Posted: December 10th, 2013, 11:39 am
by ithink
swiftbrook wrote:Yeah...the Church must get their info/research from mass media and not bother to look at the fine print?
The church is a part of the mAss media. The church is not of the alternative. It is now in the mainstream.

Re: First Presidency condolences to Mandela?!

Posted: December 10th, 2013, 10:15 pm
by lundbaek
It troubles me when Church leaders pander to people who stand guilty of evil deeds. But it seems that for whatever reason IMO the Lord condones it. I see it as dishonest, yet, I do believe to do otherwise would give rise to obstruction of missionary and building programs.

Re: First Presidency condolences to Mandela?!

Posted: December 11th, 2013, 12:32 am
by LatterDaySeeker
Here is what Joel Skousen had to say about Mandela this past week in his World Affairs Brief:
NELSON MANDELA WAS NO HERO
Like Martin Luther King, Nelson Mandela is being portrayed as a human and civil rights hero when he merits no such honors. At his death this week at age 95, the entire establishment world is trumpeting praise and honors for this former terrorist and communist co-founder of the African National Congress (ANC). This will surely go on for weeks until it is drummed into the heads of every adult and schoolchild in the modern world. They will name streets and buildings after him and worship a false hero image so that the negative truths will never be allowed to surface.

From 1961 to 1990 the African National Congress waged a war of terrorism against the apartheid government of South Africa.
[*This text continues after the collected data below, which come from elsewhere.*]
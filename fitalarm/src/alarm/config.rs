use time::Time;
use time::format_description::BorrowedFormatItem;
use time::macros::format_description;

const TIME_OF_DAY: &[BorrowedFormatItem<'static>] = format_description!("[hour]:[minute]");

#[derive(Debug, Clone, PartialEq, Eq)]
pub struct AlarmConfig {
    /// Smoothed heart rate (beats per minute) that trips or silences the
    /// alarm. Always supplied by the user; there is no default.
    pub bpm_threshold: u32,

    /// Time of day for the scheduled trigger, compared at minute
    /// granularity. `None` leaves only the sensor trigger.
    pub scheduled_time: Option<Time>,
}

impl AlarmConfig {
    pub fn new(bpm_threshold: u32) -> Self {
        Self {
            bpm_threshold,
            scheduled_time: None,
        }
    }

    pub fn with_scheduled_time(mut self, time: Time) -> Self {
        self.scheduled_time = Some(time);
        self
    }
}

/// Parse `HH:MM` (24 hour, zero padded).
pub fn parse_time_of_day(s: &str) -> Result<Time, time::error::Parse> {
    Time::parse(s.trim(), TIME_OF_DAY)
}

pub fn format_time_of_day(time: Time) -> String {
    format!("{:02}:{:02}", time.hour(), time.minute())
}
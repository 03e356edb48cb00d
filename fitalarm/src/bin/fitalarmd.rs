//! Alarm coordination daemon.
//!
//! Runs one endpoint (wearable or companion) linked to its peer over TCP,
//! with the control API on a local port. Configured from `FITALARM_*`
//! environment variables; see `fitalarm::config`.

use anyhow::{Context, Result};
use time::UtcOffset;
use tokio_util::sync::CancellationToken;

use fitalarm::api::{self, SharedState};
use fitalarm::config::DaemonConfig;
use fitalarm::endpoint::Endpoint;
use fitalarm::feedback::LogFeedback;
use fitalarm::tracing::prelude::*;
use fitalarm::transport::tcp::TcpChannel;

fn main() -> Result<()> {
    // The local offset can only be read while the process is single
    // threaded, so read it before the runtime starts.
    let utc_offset = UtcOffset::current_local_offset().unwrap_or(UtcOffset::UTC);

    fitalarm::tracing::init_journald_or_stdout();

    tokio::runtime::Builder::new_multi_thread()
        .enable_all()
        .build()
        .context("failed to start runtime")?
        .block_on(run(utc_offset))
}

async fn run(utc_offset: UtcOffset) -> Result<()> {
    let config = DaemonConfig::from_env().context("invalid configuration")?;
    info!(
        role = %config.role,
        peer = %config.peer,
        api = %config.api_addr,
        window = config.window_size,
        "Starting fitalarm daemon"
    );

    let shutdown = CancellationToken::new();

    let channel = TcpChannel::start(config.peer, shutdown.clone())
        .await
        .context("failed to start peer link")?;

    let mut settings = config.endpoint_settings();
    settings.utc_offset = utc_offset;
    let (endpoint, handle) = Endpoint::new(settings, Box::new(channel), Box::new(LogFeedback::new()))?;
    let endpoint_task = tokio::spawn(endpoint.run(shutdown.clone()));

    if let Some(alarm) = config.initial_alarm.clone() {
        let state = handle.arm(alarm).await.context("failed to arm on startup")?;
        info!(state = %state, "Armed from environment");
    }

    let mut api_task = tokio::spawn(api::serve(
        config.api_addr,
        SharedState::new(handle),
        shutdown.clone(),
    ));

    let api_finished = tokio::select! {
        result = tokio::signal::ctrl_c() => {
            result.context("failed to listen for Ctrl-C")?;
            info!("Shutdown requested");
            None
        }
        result = &mut api_task => Some(result),
    };

    shutdown.cancel();

    let api_result = match api_finished {
        Some(result) => result,
        None => api_task.await,
    };
    match api_result {
        Ok(Err(e)) => error!(error = %e, "Control API failed"),
        Err(e) => error!(error = %e, "Control API task failed"),
        Ok(Ok(())) => {}
    }
    if let Err(e) = endpoint_task.await {
        error!(error = %e, "Endpoint task failed");
    }

    info!("fitalarm daemon stopped");
    Ok(())
}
It finally won the battle after a united coalition of Western nations imposed horrendous sanctions on South Africa in order to force a one-man, one-vote "democratic" solution which they knew would bring a black Leftist government to power in the most progressive and rich of all African countries. South Africa was a target of particular interest to the communist-backed ANC because of its strategic minerals even more than its diamonds. Those minerals will be crucial when WWIII comes around and South Africa will be in communist hands.

The media would portray the ANC's battle as democratic and a "people's struggle" against racism, but it was simply ruthless terror. I went to South Africa just before the fall of the government on a fact-finding mission with other conservative leaders in order to see for myself where the truth lay.
The ANC wasn't the only representative of the blacks, but it was the most ruthless and it went on a killing spree against other blacks who dared to organize non-communist political parties that competed for black votes against the ANC.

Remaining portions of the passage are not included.